Шрифт:
Интервал:
Закладка:
Уинстон снова улыбнулся, но более застенчиво. Адриан ясно видел, что он нервничал. Он довольно долго неуклюже подстраивал микрофон, потом прочистил горло и достал из кармана пачку карточек с заметками.
– Я знал многих… злодеев… за эти годы. Почти полжизни я был Анархистом, прибился к ним, когда мне было всего четырнадцать лет. Тогда я убежал из дома и присоединился к движению Аса Анархии, – сделав паузу, он постучал по трибуне своими записями, перевел дыхание и продолжил: – Частенько, когда к нам присоединялись новые участники, мы рассказывали друг другу наши истории о том, кто как получил свои суперспособности.
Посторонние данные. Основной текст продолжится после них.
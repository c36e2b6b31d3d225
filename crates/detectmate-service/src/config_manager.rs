//! Validated, thread-safe runtime parameters with file persistence.
//!
//! The manager owns at most one current parameters document. With a schema
//! attached, every load and update passes through validation before the
//! document is replaced, so a failed update leaves the previous parameters
//! untouched. Persistence is explicit: `update` and `save` are separate
//! operations and the `reconfigure` command only saves when asked to.

use std::fs;
use std::sync::{Arc, Mutex, PoisonError};

use camino::{Utf8Path, Utf8PathBuf};
use serde_json::Value;
use thiserror::Error;
use tracing::{debug, error, info, warn};

const CONFIG_TARGET: &str = concat!(env!("CARGO_PKG_NAME"), "::config");

/// Validation strategy for a parameters document.
///
/// Implementations typically round-trip the JSON value through a typed serde
/// struct and check its field constraints.
pub trait ConfigSchema: Send + Sync {
    /// The document instantiated when no file exists yet.
    fn defaults(&self) -> Value;
    /// Validates a candidate document, returning its normalized form.
    fn validate(&self, value: &Value) -> Result<Value, ConfigValidationError>;
}

/// A candidate document violated the schema.
#[derive(Debug, Error)]
#[error("{message}")]
pub struct ConfigValidationError {
    message: String,
}

impl ConfigValidationError {
    /// Builds an error from a display message.
    #[must_use]
    pub fn new(message: impl Into<String>) -> Self {
        Self {
            message: message.into(),
        }
    }
}

/// Owner of the current, validated parameters document.
pub struct ConfigManager {
    path: Utf8PathBuf,
    schema: Option<Arc<dyn ConfigSchema>>,
    state: Mutex<Option<Value>>,
}

impl std::fmt::Debug for ConfigManager {
    fn fmt(&self, f: &mut std::fmt::Formatter<'_>) -> std::fmt::Result {
        f.debug_struct("ConfigManager")
            .field("path", &self.path)
            .field("has_schema", &self.schema.is_some())
            .field("state", &self.state)
            .finish()
    }
}

impl ConfigManager {
    /// Creates a manager backed by `path` and performs the initial load.
    pub fn new(
        path: Utf8PathBuf,
        schema: Option<Arc<dyn ConfigSchema>>,
    ) -> Result<Self, ConfigManagerError> {
        let manager = Self {
            path,
            schema,
            state: Mutex::new(None),
        };
        manager.load()?;
        Ok(manager)
    }

    /// File backing this manager.
    #[must_use]
    pub fn path(&self) -> &Utf8Path {
        &self.path
    }

    /// (Re)loads the document from disk.
    ///
    /// A missing file is instantiated from the schema defaults and saved
    /// immediately; without a schema the parameters stay unset.
    pub fn load(&self) -> Result<(), ConfigManagerError> {
        debug!(target: CONFIG_TARGET, path = %self.path, "loading parameters");
        if !self.path.as_std_path().exists() {
            match &self.schema {
                Some(schema) => {
                    info!(
                        target: CONFIG_TARGET,
                        path = %self.path,
                        "parameter file missing, creating defaults"
                    );
                    let defaults = schema.defaults();
                    *self.lock_state() = Some(defaults);
                    self.save()?;
                }
                None => {
                    warn!(
                        target: CONFIG_TARGET,
                        path = %self.path,
                        "parameter file missing and no schema provided, parameters stay unset"
                    );
                }
            }
            return Ok(());
        }

        let text = fs::read_to_string(self.path.as_std_path()).map_err(|source| {
            error!(target: CONFIG_TARGET, path = %self.path, error = %source, "failed to read parameters");
            ConfigManagerError::Read {
                path: self.path.clone(),
                source,
            }
        })?;
        let data: Value = serde_yaml::from_str(&text).map_err(|source| {
            error!(target: CONFIG_TARGET, path = %self.path, error = %source, "failed to parse parameters");
            ConfigManagerError::Parse {
                path: self.path.clone(),
                source,
            }
        })?;
        if data.is_null() {
            // Empty document: leave parameters unset.
            return Ok(());
        }

        let document = match &self.schema {
            Some(schema) => schema.validate(&data).map_err(|source| {
                error!(target: CONFIG_TARGET, path = %self.path, error = %source, "parameter validation failed");
                ConfigManagerError::Validation(source)
            })?,
            None => data,
        };
        *self.lock_state() = Some(document);
        Ok(())
    }

    /// Replaces the document after validating the candidate value.
    ///
    /// On a validation error the in-memory parameters are left unchanged.
    pub fn update(&self, value: Value) -> Result<(), ConfigManagerError> {
        let mut state = self.lock_state();
        let document = match &self.schema {
            Some(schema) => schema.validate(&value)?,
            None => value,
        };
        info!(target: CONFIG_TARGET, "parameters updated");
        *state = Some(document);
        Ok(())
    }

    /// Writes the current document to disk as block-style YAML.
    pub fn save(&self) -> Result<(), ConfigManagerError> {
        let state = self.lock_state();
        let Some(document) = state.as_ref() else {
            return Ok(());
        };

        if let Some(parent) = self.path.parent()
            && !parent.as_str().is_empty()
        {
            fs::create_dir_all(parent.as_std_path()).map_err(|source| {
                error!(target: CONFIG_TARGET, path = %parent, error = %source, "failed to create parameter directory");
                ConfigManagerError::CreateDirectory {
                    path: parent.to_path_buf(),
                    source,
                }
            })?;
        }

        let yaml =
            serde_yaml::to_string(document).map_err(|source| ConfigManagerError::Serialize { source })?;
        fs::write(self.path.as_std_path(), yaml).map_err(|source| {
            error!(target: CONFIG_TARGET, path = %self.path, error = %source, "failed to write parameters");
            ConfigManagerError::Write {
                path: self.path.clone(),
                source,
            }
        })?;
        debug!(target: CONFIG_TARGET, path = %self.path, "parameters saved");
        Ok(())
    }

    /// Snapshot of the current document, if any.
    #[must_use]
    pub fn get(&self) -> Option<Value> {
        self.lock_state().clone()
    }

    fn lock_state(&self) -> std::sync::MutexGuard<'_, Option<Value>> {
        self.state.lock().unwrap_or_else(PoisonError::into_inner)
    }
}

/// Errors raised by [`ConfigManager`] operations.
#[derive(Debug, Error)]
pub enum ConfigManagerError {
    /// Parameter file could not be read.
    #[error("failed to read parameter file {path}: {source}")]
    Read {
        path: Utf8PathBuf,
        #[source]
        source: std::io::Error,
    },
    /// Parameter file is not valid YAML.
    #[error("invalid YAML in parameter file {path}: {source}")]
    Parse {
        path: Utf8PathBuf,
        #[source]
        source: serde_yaml::Error,
    },
    /// The document violated the schema.
    #[error(transparent)]
    Validation(#[from] ConfigValidationError),
    /// The parameter directory could not be created.
    #[error("failed to create parameter directory {path}: {source}")]
    CreateDirectory {
        path: Utf8PathBuf,
        #[source]
        source: std::io::Error,
    },
    /// Serializing the document failed.
    #[error("failed to serialize parameters: {source}")]
    Serialize {
        #[source]
        source: serde_yaml::Error,
    },
    /// Writing the parameter file failed.
    #[error("failed to write parameter file {path}: {source}")]
    Write {
        path: Utf8PathBuf,
        #[source]
        source: std::io::Error,
    },
}

#[cfg(test)]
mod tests {
    use serde::{Deserialize, Serialize};
    use serde_json::json;
    use tempfile::TempDir;

    use super::*;

    #[derive(Debug, Serialize, Deserialize)]
    struct DetectorConfig {
        threshold: f64,
        enabled: bool,
    }

    impl Default for DetectorConfig {
        fn default() -> Self {
            Self {
                threshold: 0.5,
                enabled: true,
            }
        }
    }

    struct DetectorSchema;

    impl ConfigSchema for DetectorSchema {
        fn defaults(&self) -> Value {
            serde_json::to_value(DetectorConfig::default()).unwrap_or(Value::Null)
        }

        fn validate(&self, value: &Value) -> Result<Value, ConfigValidationError> {
            let config: DetectorConfig = serde_json::from_value(value.clone())
                .map_err(|error| ConfigValidationError::new(error.to_string()))?;
            if !(0.0..=1.0).contains(&config.threshold) {
                return Err(ConfigValidationError::new(format!(
                    "threshold {} is outside 0.0..=1.0",
                    config.threshold
                )));
            }
            serde_json::to_value(&config)
                .map_err(|error| ConfigValidationError::new(error.to_string()))
        }
    }

    fn param_path(dir: &TempDir) -> Utf8PathBuf {
        Utf8PathBuf::from_path_buf(dir.path().join("params.yaml")).expect("utf8 path")
    }

    #[test]
    fn missing_file_with_schema_creates_defaults_on_disk() {
        let dir = TempDir::new().expect("temporary directory");
        let path = param_path(&dir);
        let manager = ConfigManager::new(path.clone(), Some(Arc::new(DetectorSchema)))
            .expect("create manager");

        let document = manager.get().expect("defaults loaded");
        assert_eq!(document["threshold"], json!(0.5));
        assert_eq!(document["enabled"], json!(true));
        assert!(path.as_std_path().exists());
    }

    #[test]
    fn missing_file_without_schema_leaves_parameters_unset() {
        let dir = TempDir::new().expect("temporary directory");
        let manager = ConfigManager::new(param_path(&dir), None).expect("create manager");
        assert!(manager.get().is_none());
    }

    #[test]
    fn existing_file_is_validated_at_load() {
        let dir = TempDir::new().expect("temporary directory");
        let path = param_path(&dir);
        fs::write(path.as_std_path(), "threshold: 0.7\nenabled: false\n").expect("seed file");

        let manager =
            ConfigManager::new(path, Some(Arc::new(DetectorSchema))).expect("create manager");
        let document = manager.get().expect("document loaded");
        assert_eq!(document["threshold"], json!(0.7));
        assert_eq!(document["enabled"], json!(false));
    }

    #[test]
    fn invalid_file_propagates_at_load() {
        let dir = TempDir::new().expect("temporary directory");
        let path = param_path(&dir);
        fs::write(path.as_std_path(), "threshold: 3.5\nenabled: true\n").expect("seed file");

        let error = ConfigManager::new(path, Some(Arc::new(DetectorSchema)))
            .expect_err("out-of-range threshold");
        assert!(matches!(error, ConfigManagerError::Validation(_)));
    }

    #[test]
    fn failed_update_leaves_parameters_unchanged() {
        let dir = TempDir::new().expect("temporary directory");
        let manager = ConfigManager::new(param_path(&dir), Some(Arc::new(DetectorSchema)))
            .expect("create manager");

        manager
            .update(json!({"threshold": 0.8, "enabled": true}))
            .expect("valid update");
        manager
            .update(json!({"threshold": 2.0, "enabled": true}))
            .expect_err("invalid update");

        let document = manager.get().expect("document present");
        assert_eq!(document["threshold"], json!(0.8));
    }

    #[test]
    fn save_and_reload_roundtrip() {
        let dir = TempDir::new().expect("temporary directory");
        let path = param_path(&dir);
        {
            let manager = ConfigManager::new(path.clone(), Some(Arc::new(DetectorSchema)))
                .expect("create manager");
            manager
                .update(json!({"threshold": 0.9, "enabled": false}))
                .expect("valid update");
            manager.save().expect("save");
        }

        let reloaded =
            ConfigManager::new(path, Some(Arc::new(DetectorSchema))).expect("reload manager");
        let document = reloaded.get().expect("document present");
        assert_eq!(document["threshold"], json!(0.9));
        assert_eq!(document["enabled"], json!(false));
    }

    #[test]
    fn update_without_schema_stores_the_raw_mapping() {
        let dir = TempDir::new().expect("temporary directory");
        let manager = ConfigManager::new(param_path(&dir), None).expect("create manager");
        manager
            .update(json!({"anything": ["goes", 1, true]}))
            .expect("raw update");
        let document = manager.get().expect("document present");
        assert_eq!(document["anything"][1], json!(1));
    }
}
Это популярная тема среди нас, Одаренных – и у героев, и у злодеев, наверное. Тогда я об этом не задумывался, но… со временем заметил, что все наши истории роднит что-то общее. Кроме тех, у кого способности были врожденными, все становились Одаренными после… скажем так, какой-нибудь тяжелейшей травмы. Мы говорили об этом с гордостью, но на самом деле воспоминания часто были… ужасными. И болезненными. Возможно, нам внушал гордость тот факт, что мы остались в живых, но я… я никогда не решился бы спросить своих товарищей… или даже самого себя… не лучше ли было бы, если бы мы никогда и не подвергались этим ударам судьбы.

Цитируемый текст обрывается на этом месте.